• **WORK REQUEST**
Every line of the entries below that includes "None" belongs in the answer, copied as written.
*** Opening ENTRIES PROVIDED ***
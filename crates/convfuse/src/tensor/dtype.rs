//! Enumerates the floating-point element types the kernels accept.

use std::fmt;
use std::str::FromStr;

use crate::error::KernelError;

/// Logical dtype identifier shared by host tensors and kernels.
#[derive(Debug, Clone, Copy, PartialEq, Eq, Hash)]
pub enum DType {
    /// 16-bit IEEE-754 half precision.
    F16,
    /// 32-bit IEEE-754 single precision.
    F32,
    /// 64-bit IEEE-754 double precision.
    F64,
}

impl DType {
    pub const ALL: [DType; 3] = [DType::F16, DType::F32, DType::F64];

    /// Returns the number of bytes required per scalar element.
    pub fn size_in_bytes(self) -> usize {
        match self {
            DType::F16 => 2,
            DType::F32 => 4,
            DType::F64 => 8,
        }
    }

    /// Short lowercase name used in trial summaries and tolerance rules.
    pub fn name(self) -> &'static str {
        match self {
            DType::F16 => "half",
            DType::F32 => "float",
            DType::F64 => "double",
        }
    }

    /// Machine epsilon of the element type, widened to f64.
    pub fn epsilon(self) -> f64 {
        match self {
            DType::F16 => half::f16::EPSILON.to_f64(),
            DType::F32 => f32::EPSILON as f64,
            DType::F64 => f64::EPSILON,
        }
    }
}

impl fmt::Display for DType {
    fn fmt(&self, f: &mut fmt::Formatter<'_>) -> fmt::Result {
        f.write_str(self.name())
    }
}

impl FromStr for DType {
    type Err = KernelError;

    fn from_str(s: &str) -> Result<Self, Self::Err> {
        match s.trim().to_ascii_lowercase().as_str() {
            "f16" | "half" => Ok(DType::F16),
            "f32" | "float" => Ok(DType::F32),
            "f64" | "double" => Ok(DType::F64),
            other => Err(KernelError::invalid_argument(format!(
                "unknown dtype `{other}`"
            ))),
        }
    }
}
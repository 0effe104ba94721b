//! Execution contexts and the CPU compute context lent to kernels.

use std::fmt;
use std::sync::atomic::{AtomicU64, Ordering};
use std::sync::Arc;

use once_cell::sync::OnceCell;

use crate::env;
use crate::error::{KernelError, KernelResult};

/// Identity of one execution session.
pub type ContextId = u64;

/// Thread hint meaning "let the backend decide".
pub const NO_THREAD_HINT: i32 = -1;

static NEXT_CONTEXT_ID: AtomicU64 = AtomicU64::new(1);

/// Session-level state handed to kernels: an identity plus the recommended thread count.
#[derive(Debug, Clone, PartialEq, Eq)]
pub struct ExecutionContext {
    id: ContextId,
    recommended_num_threads: i32,
}

impl ExecutionContext {
    /// Creates a context with a fresh id and no thread hint.
    pub fn new() -> Self {
        Self::with_recommended_threads(NO_THREAD_HINT)
    }

    pub fn with_recommended_threads(recommended_num_threads: i32) -> Self {
        ExecutionContext {
            id: NEXT_CONTEXT_ID.fetch_add(1, Ordering::Relaxed),
            recommended_num_threads,
        }
    }

    pub fn id(&self) -> ContextId {
        self.id
    }

    pub fn recommended_num_threads(&self) -> i32 {
        self.recommended_num_threads
    }

    /// The hint as a thread count, when it is positive.
    pub fn thread_hint(&self) -> Option<usize> {
        (self.recommended_num_threads > 0).then_some(self.recommended_num_threads as usize)
    }

    /// Thread count a backend built for this context should use.
    pub fn resolved_num_threads(&self) -> usize {
        self.thread_hint()
            .or_else(env::num_threads_override)
            .unwrap_or_else(|| {
                std::thread::available_parallelism()
                    .map(|n| n.get())
                    .unwrap_or(1)
            })
    }
}

impl Default for ExecutionContext {
    fn default() -> Self {
        Self::new()
    }
}

/// Compute resources shared by every kernel run under one execution context.
pub struct CpuBackendContext {
    pool: rayon::ThreadPool,
    max_num_threads: usize,
}

impl CpuBackendContext {
    pub fn new(num_threads: usize) -> KernelResult<Self> {
        let num_threads = num_threads.max(1);
        let pool = rayon::ThreadPoolBuilder::new()
            .num_threads(num_threads)
            .thread_name(|idx| format!("convfuse-cpu-{idx}"))
            .build()
            .map_err(|err| KernelError::ThreadPool(err.to_string()))?;
        Ok(CpuBackendContext {
            pool,
            max_num_threads: num_threads,
        })
    }

    pub fn max_num_threads(&self) -> usize {
        self.max_num_threads
    }

    /// Runs `f` inside the context's thread pool.
    pub fn install<R, F>(&self, f: F) -> R
    where
        R: Send,
        F: FnOnce() -> R + Send,
    {
        self.pool.install(f)
    }
}

impl fmt::Debug for CpuBackendContext {
    fn fmt(&self, f: &mut fmt::Formatter<'_>) -> fmt::Result {
        f.debug_struct("CpuBackendContext")
            .field("max_num_threads", &self.max_num_threads)
            .finish()
    }
}

/// Registration slot holding the lazily constructed [`CpuBackendContext`].
#[derive(Default)]
pub struct ExternalCpuBackendContext {
    backend: OnceCell<Arc<CpuBackendContext>>,
}

impl ExternalCpuBackendContext {
    pub fn new() -> Self {
        Self::default()
    }

    /// Returns the backend, constructing it on first use.
    ///
    /// Concurrent first callers block until one of them has built the backend and then
    /// all observe that instance.
    pub fn get_or_init(
        &self,
        context: &ExecutionContext,
    ) -> KernelResult<Arc<CpuBackendContext>> {
        self.backend
            .get_or_try_init(|| {
                let num_threads = context.resolved_num_threads();
                tracing::debug!(
                    context = context.id(),
                    hint = context.recommended_num_threads(),
                    num_threads,
                    "constructing cpu backend context"
                );
                CpuBackendContext::new(num_threads).map(Arc::new)
            })
            .map(Arc::clone)
    }

    pub fn is_initialized(&self) -> bool {
        self.backend.get().is_some()
    }
}
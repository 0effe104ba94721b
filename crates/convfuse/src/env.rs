use std::env;
use std::sync::OnceLock;

static CONVFUSE_NUM_THREADS: OnceLock<Option<usize>> = OnceLock::new();

fn parse_positive(value: &str) -> Option<usize> {
    value.trim().parse::<usize>().ok().filter(|&n| n > 0)
}

/// Default backend thread count when a context carries no hint.
pub(crate) fn num_threads_override() -> Option<usize> {
    *CONVFUSE_NUM_THREADS.get_or_init(|| match env::var("CONVFUSE_NUM_THREADS") {
        Ok(value) if !value.trim().is_empty() => parse_positive(&value),
        _ => None,
    })
}

#[cfg(test)]
mod tests {
    use super::*;

    #[test]
    fn parse_positive_rejects_zero_and_garbage() {
        assert_eq!(parse_positive(" 4 "), Some(4));
        assert_eq!(parse_positive("0"), None);
        assert_eq!(parse_positive("-2"), None);
        assert_eq!(parse_positive("many"), None);
    }
}
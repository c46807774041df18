//! Kong admin API client.

use std::time::Duration;

use async_trait::async_trait;
use gatekeep_core::config::KongSection;
use gatekeep_core::secrets::{COMMON_SECRET_PATTERNS, GatewaySecret, scrub_secrets};
use rand::{Rng, distributions::Alphanumeric};
use reqwest::{Client, RequestBuilder, Response, Url};
use serde::Deserialize;
use serde::de::DeserializeOwned;
use serde_json::json;
use tracing::debug;

use crate::traits::{Consumer, GatewayAdmin, GatewayError, JwtCredential, KeyAuthCredential};

const DEFAULT_ADMIN_URL: &str = "http://localhost:8001";
const USER_AGENT: &str = concat!("gatekeep/", env!("CARGO_PKG_VERSION"));
const JWT_ALGORITHM: &str = "HS256";

/// Length of generated API keys.
pub const API_KEY_LENGTH: usize = 32;

/// Kong admin client settings.
#[derive(Debug, Clone)]
pub struct KongConfig {
    /// Admin API base URL.
    pub admin_url: String,
    /// Timeout for reads and creates.
    pub request_timeout: Duration,
    /// Timeout for deletes. Kong cascades consumer deletes, so these run longer.
    pub delete_timeout: Duration,
}

impl Default for KongConfig {
    fn default() -> Self {
        Self {
            admin_url: DEFAULT_ADMIN_URL.to_string(),
            request_timeout: Duration::from_secs(5),
            delete_timeout: Duration::from_secs(20),
        }
    }
}

impl From<&KongSection> for KongConfig {
    fn from(section: &KongSection) -> Self {
        Self {
            admin_url: section.admin_url.clone(),
            request_timeout: section.request_timeout(),
            delete_timeout: section.delete_timeout(),
        }
    }
}

/// Generate a 32-character alphanumeric API key.
#[must_use]
pub fn generate_api_key() -> String {
    rand::thread_rng()
        .sample_iter(&Alphanumeric)
        .take(API_KEY_LENGTH)
        .map(char::from)
        .collect()
}

#[derive(Debug, Deserialize)]
struct ConsumerRef {
    id: String,
}

#[derive(Debug, Deserialize)]
struct KongJwt {
    id: String,
    key: String,
    #[serde(default)]
    secret: Option<String>,
    #[serde(default)]
    consumer: Option<ConsumerRef>,
}

#[derive(Debug, Deserialize)]
struct KongJwtSecret {
    #[serde(default)]
    secret: Option<String>,
}

#[derive(Debug, Deserialize)]
struct KongKeyAuth {
    #[serde(default)]
    id: Option<String>,
    #[serde(default)]
    key: Option<String>,
    #[serde(default)]
    consumer: Option<ConsumerRef>,
}

/// Kong admin API client.
pub struct KongAdminClient {
    client: Client,
    base_url: Url,
    config: KongConfig,
}

impl KongAdminClient {
    /// Create a client for the configured admin URL.
    ///
    /// # Errors
    ///
    /// Returns error if the admin URL is invalid or the HTTP client cannot be built.
    pub fn new(config: KongConfig) -> Result<Self, GatewayError> {
        let base_url = Url::parse(config.admin_url.trim())
            .map_err(|e| GatewayError::Config(format!("admin URL {}: {e}", config.admin_url)))?;
        if base_url.cannot_be_a_base() {
            return Err(GatewayError::Config(format!(
                "admin URL {} cannot be a base",
                config.admin_url
            )));
        }

        let client = Client::builder().user_agent(USER_AGENT).build()?;

        Ok(Self {
            client,
            base_url,
            config,
        })
    }

    /// Admin URL this client talks to.
    #[must_use]
    pub fn admin_url(&self) -> &str {
        self.base_url.as_str()
    }

    /// Build a URL from path segments, percent-encoding each one.
    fn url(&self, segments: &[&str]) -> Result<Url, GatewayError> {
        let mut url = self.base_url.clone();
        {
            let mut path = url
                .path_segments_mut()
                .map_err(|()| GatewayError::Config("admin URL cannot be a base".to_string()))?;
            path.pop_if_empty().extend(segments);
        }
        Ok(url)
    }

    async fn send(request: RequestBuilder) -> Result<Response, GatewayError> {
        let response = request.send().await?;

        if response.status().is_success() {
            return Ok(response);
        }

        let status = response.status().as_u16();
        let body = response.text().await.unwrap_or_default();
        Err(GatewayError::Api {
            status,
            body: scrub_secrets(&body, COMMON_SECRET_PATTERNS),
        })
    }

    async fn decode<T: DeserializeOwned>(response: Response) -> Result<T, GatewayError> {
        let bytes = response.bytes().await?;
        serde_json::from_slice(&bytes).map_err(|e| GatewayError::Decode(e.to_string()))
    }
}

#[async_trait]
impl GatewayAdmin for KongAdminClient {
    async fn create_consumer(&self, identity: &str) -> Result<Consumer, GatewayError> {
        debug!(identity, "Creating Kong consumer");
        let url = self.url(&["consumers"])?;
        let request = self
            .client
            .post(url)
            .timeout(self.config.request_timeout)
            .json(&json!({ "username": identity }));

        Self::decode(Self::send(request).await?).await
    }

    async fn consumer_exists(&self, identity: &str) -> Result<bool, GatewayError> {
        let url = self.url(&["consumers", identity])?;
        let request = self.client.get(url).timeout(self.config.request_timeout);

        match Self::send(request).await {
            Ok(_) => Ok(true),
            Err(e) if e.is_not_found() => Ok(false),
            Err(e) => Err(e),
        }
    }

    async fn delete_consumer(&self, identity: &str) -> Result<(), GatewayError> {
        debug!(identity, "Deleting Kong consumer");
        let url = self.url(&["consumers", identity])?;
        let request = self.client.delete(url).timeout(self.config.delete_timeout);

        Self::send(request).await?;
        Ok(())
    }

    async fn create_credential(&self, identity: &str) -> Result<JwtCredential, GatewayError> {
        debug!(identity, "Creating Kong JWT credential");
        let url = self.url(&["consumers", identity, "jwt"])?;
        let request = self
            .client
            .post(url)
            .timeout(self.config.request_timeout)
            .json(&json!({ "key": identity, "algorithm": JWT_ALGORITHM }));

        let raw: KongJwt = Self::decode(Self::send(request).await?).await?;
        let secret = raw
            .secret
            .filter(|s| !s.is_empty())
            .ok_or_else(|| GatewayError::SecretUnavailable(raw.id.clone()))?;

        Ok(JwtCredential {
            id: raw.id,
            key: raw.key,
            consumer_id: raw.consumer.map(|c| c.id),
            secret: GatewaySecret::new(secret),
        })
    }

    async fn delete_credential(
        &self,
        identity: &str,
        credential_id: &str,
    ) -> Result<(), GatewayError> {
        debug!(identity, credential_id, "Deleting Kong JWT credential");
        let url = self.url(&["consumers", identity, "jwt", credential_id])?;
        let request = self.client.delete(url).timeout(self.config.delete_timeout);

        Self::send(request).await?;
        Ok(())
    }

    async fn fetch_credential_secret(
        &self,
        credential_id: &str,
    ) -> Result<GatewaySecret, GatewayError> {
        let url = self.url(&["jwt-secrets", credential_id])?;
        let request = self.client.get(url).timeout(self.config.request_timeout);

        let raw: KongJwtSecret = Self::decode(Self::send(request).await?).await?;
        raw.secret
            .filter(|s| !s.is_empty())
            .map(GatewaySecret::new)
            .ok_or_else(|| GatewayError::SecretUnavailable(credential_id.to_string()))
    }

    async fn create_api_key(&self, identity: &str) -> Result<KeyAuthCredential, GatewayError> {
        debug!(identity, "Creating Kong key-auth credential");
        let key = generate_api_key();
        let url = self.url(&["consumers", identity, "key-auth"])?;
        let request = self
            .client
            .post(url)
            .timeout(self.config.request_timeout)
            .json(&json!({ "key": key }));

        let raw: KongKeyAuth = Self::decode(Self::send(request).await?).await?;
        Ok(KeyAuthCredential {
            id: raw.id,
            key: raw.key.unwrap_or(key),
            consumer_id: raw.consumer.map(|c| c.id),
        })
    }
}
*** Closing ENTRIES PROVIDED ***
• **TASK ANSWER**
        _ => None,
        assert_eq!(parse_positive("0"), None);
        assert_eq!(parse_positive("-2"), None);
        assert_eq!(parse_positive("many"), None);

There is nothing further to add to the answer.